If I am underway, I'll have several ways of rapidly finding the actual position of a Lat and Long. On balance, I spend much more time at anchor than underway. When I'm at anchor, it'll take a minute or two to either get out the relevant chart, and plot the position, or switch on a plotter, and wait for it to go through its starting rigmarole, so that I can then plot the position. If I immediately knew that the casualty was close by, I could have the anchor up and be underway, I could be able to help that bit sooner.

I have several times heard the CG give the lifeboat a descriptive position first, so that it has some idea where to head, and then give a Lat and Long position later, when it is more relevant. Makes good sense to me.
 
It's exactly what I expect from a self-styled "safety engineer". And it isn't ALARP, it should be ALARA, as low as reasonably achievable, tempered by BATNEEC, best available technique not entailing excessive cost. Even the HSE accept there has to be a trade-off between cost and benefit. None of which is relevant to clear communications by radio or any other means.

Without getting into a flame war HSE define ALARP so I presume its used in more than one industry. I may not explain things well but I assure you that voice procedure plays a strong part in my industries safety regime and is discussed, and all risks are discussed with a view to make them as low as reasonably practicable - though quixotically we have now gone for "Target Zero", which might presume more god-like powers than we can muster.
 
While I can see the logic of giving a pos with both a long lat and an informative location am I missing something with how hard this is on isn't.

If I'm sailing past St Helens Fort in the Solent I glance at my plotter, or my VHF (which I must be near as I'm listening to the radio) and see my position is something like:

50N 44.3 1W 04.7

If I'm sailing in the solent then anything further than what - 1NM there is probably another nearer boat who can help? (I only sail at 3-4kts, and its busy water) 1NM radius - what's that 2 minutes of latitude either way?

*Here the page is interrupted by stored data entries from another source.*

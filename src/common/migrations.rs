// src/common/migrations.rs
//! Database migration and schema management

use sqlx::SqlitePool;
use std::env;
use tracing::{info, warn};

/// Run all database migrations
///
/// Tables are created if missing. Setting RESET_DB=true drops everything
/// first, which is only intended for local development.
pub async fn run_migrations(pool: &SqlitePool) -> Result<(), sqlx::Error> {
    let should_reset_db = env::var("RESET_DB").unwrap_or_else(|_| "false".to_string()) == "true";

    if should_reset_db {
        warn!("RESET_DB=true - dropping all tables and recreating schema");
        drop_all_tables(pool).await?;
    }

    create_user_tables(pool).await?;
    create_school_tables(pool).await?;
    create_indexes(pool).await?;

    info!("Database migration completed");

    Ok(())
}

async fn drop_all_tables(pool: &SqlitePool) -> Result<(), sqlx::Error> {
    sqlx::query("DROP TABLE IF EXISTS members").execute(pool).await?;
    sqlx::query("DROP TABLE IF EXISTS schools").execute(pool).await?;
    sqlx::query("DROP TABLE IF EXISTS accounts").execute(pool).await?;
    sqlx::query("DROP TABLE IF EXISTS users").execute(pool).await?;
    Ok(())
}

/// Users (identity directory) and their account profiles
async fn create_user_tables(pool: &SqlitePool) -> Result<(), sqlx::Error> {
    sqlx::query(
        r#"
        CREATE TABLE IF NOT EXISTS users (
            id TEXT PRIMARY KEY,
            subject TEXT NOT NULL UNIQUE,
            name TEXT,
            email TEXT,
            picture TEXT,
            is_active INTEGER NOT NULL DEFAULT 1,
            is_admin INTEGER NOT NULL DEFAULT 0,
            created_at TEXT NOT NULL DEFAULT (datetime('now')),
            last_login TEXT,
            updated_at TEXT NOT NULL DEFAULT (datetime('now'))
        )
        "#,
    )
    .execute(pool)
    .await?;

    sqlx::query(
        r#"
        CREATE TABLE IF NOT EXISTS accounts (
            id TEXT PRIMARY KEY,
            user_id TEXT NOT NULL UNIQUE REFERENCES users(id) ON DELETE CASCADE,
            name TEXT NOT NULL DEFAULT '',
            email TEXT,
            phone TEXT,
            address TEXT,
            is_public INTEGER NOT NULL DEFAULT 0,
            notes TEXT NOT NULL DEFAULT '',
            created_at TEXT NOT NULL DEFAULT (datetime('now')),
            updated_at TEXT NOT NULL DEFAULT (datetime('now'))
        )
        "#,
    )
    .execute(pool)
    .await?;

    Ok(())
}

/// Schools and account membership
async fn create_school_tables(pool: &SqlitePool) -> Result<(), sqlx::Error> {
    sqlx::query(
        r#"
        CREATE TABLE IF NOT EXISTS schools (
            id TEXT PRIMARY KEY,
            name TEXT NOT NULL,
            level INTEGER,
            nces_id TEXT UNIQUE,
            address TEXT,
            phone TEXT NOT NULL DEFAULT '',
            website TEXT NOT NULL DEFAULT '',
            created_at TEXT NOT NULL DEFAULT (datetime('now')),
            updated_at TEXT NOT NULL DEFAULT (datetime('now'))
        )
        "#,
    )
    .execute(pool)
    .await?;

    sqlx::query(
        r#"
        CREATE TABLE IF NOT EXISTS members (
            id TEXT PRIMARY KEY,
            school_id TEXT NOT NULL REFERENCES schools(id) ON DELETE CASCADE,
            account_id TEXT NOT NULL REFERENCES accounts(id) ON DELETE CASCADE,
            created_at TEXT NOT NULL DEFAULT (datetime('now')),
            updated_at TEXT NOT NULL DEFAULT (datetime('now')),
            UNIQUE(school_id, account_id)
        )
        "#,
    )
    .execute(pool)
    .await?;

    Ok(())
}

async fn create_indexes(pool: &SqlitePool) -> Result<(), sqlx::Error> {
    let indexes = vec![
        "CREATE INDEX IF NOT EXISTS idx_users_subject ON users(subject)",
        "CREATE INDEX IF NOT EXISTS idx_accounts_user ON accounts(user_id)",
        "CREATE INDEX IF NOT EXISTS idx_accounts_created ON accounts(created_at)",
        "CREATE INDEX IF NOT EXISTS idx_schools_name ON schools(name)",
        "CREATE INDEX IF NOT EXISTS idx_members_school ON members(school_id)",
        "CREATE INDEX IF NOT EXISTS idx_members_account ON members(account_id)",
    ];

    for index in indexes {
        sqlx::query(index).execute(pool).await?;
    }

    Ok(())
}

#[cfg(test)]
mod tests {
    use super::*;

    #[tokio::test]
    async fn test_migrations_are_idempotent() {
        let pool = SqlitePool::connect(":memory:").await.unwrap();
        run_migrations(&pool).await.unwrap();
        run_migrations(&pool).await.unwrap();

        // Schema is usable after repeated runs
        sqlx::query("INSERT INTO users (id, subject) VALUES ('U_TEST01', 'auth0|abc')")
            .execute(&pool)
            .await
            .unwrap();
    }

    #[tokio::test]
    async fn test_subject_is_unique() {
        let pool = SqlitePool::connect(":memory:").await.unwrap();
        run_migrations(&pool).await.unwrap();

        sqlx::query("INSERT INTO users (id, subject) VALUES ('U_AAAAAA', 'auth0|dup')")
            .execute(&pool)
            .await
            .unwrap();
        let result = sqlx::query("INSERT INTO users (id, subject) VALUES ('U_BBBBBB', 'auth0|dup')")
            .execute(&pool)
            .await;
        assert!(result.is_err());
    }
}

And 1 minute of long

So anything between

50N 43.3 and 50N 45.3

AND

1W 2.7 and 1W 6.7

Definitely needs plotted urgently.

If I was on a faster boat - say a RIB capable of 20kts I might feel anything in 10NM was worth a look depending what other traffic was likely to be about... just multiply the ranges... so 20 minutes and 10minutes so 50N 32 to 50N 52 and 0W 45 to 1W 25 as a crude rounding.

That will include places south of the Island like Ventnor... but to be honest even if they say "Off Long Ledge" I'm still having to look at a chart to work out where that is...
 
Without getting into a flame war HSE define ALARP so I presume its used in more than one industry. I may not explain things well but I assure you that voice procedure plays a strong part in my industries safety regime and is discussed, and all risks are discussed with a view to make them as low as reasonably practicable - though quixotically we have now gone for "Target Zero", which might presume more god-like powers than we can muster.

ALARP is the terminology used by HSE.
 
It's exactly what I expect from a self-styled "safety engineer".

And it isn't ALARP, it should be ALARA, as low as reasonably achievable, tempered by BATNEEC, best available technique not entailing excessive cost. Even the HSE accept there has to be a trade-off between cost and benefit.

None of which is relevant to clear communications by radio or any other means.

Which is why CG maritime searches are planned to a probability of detection of 78%, not 100%.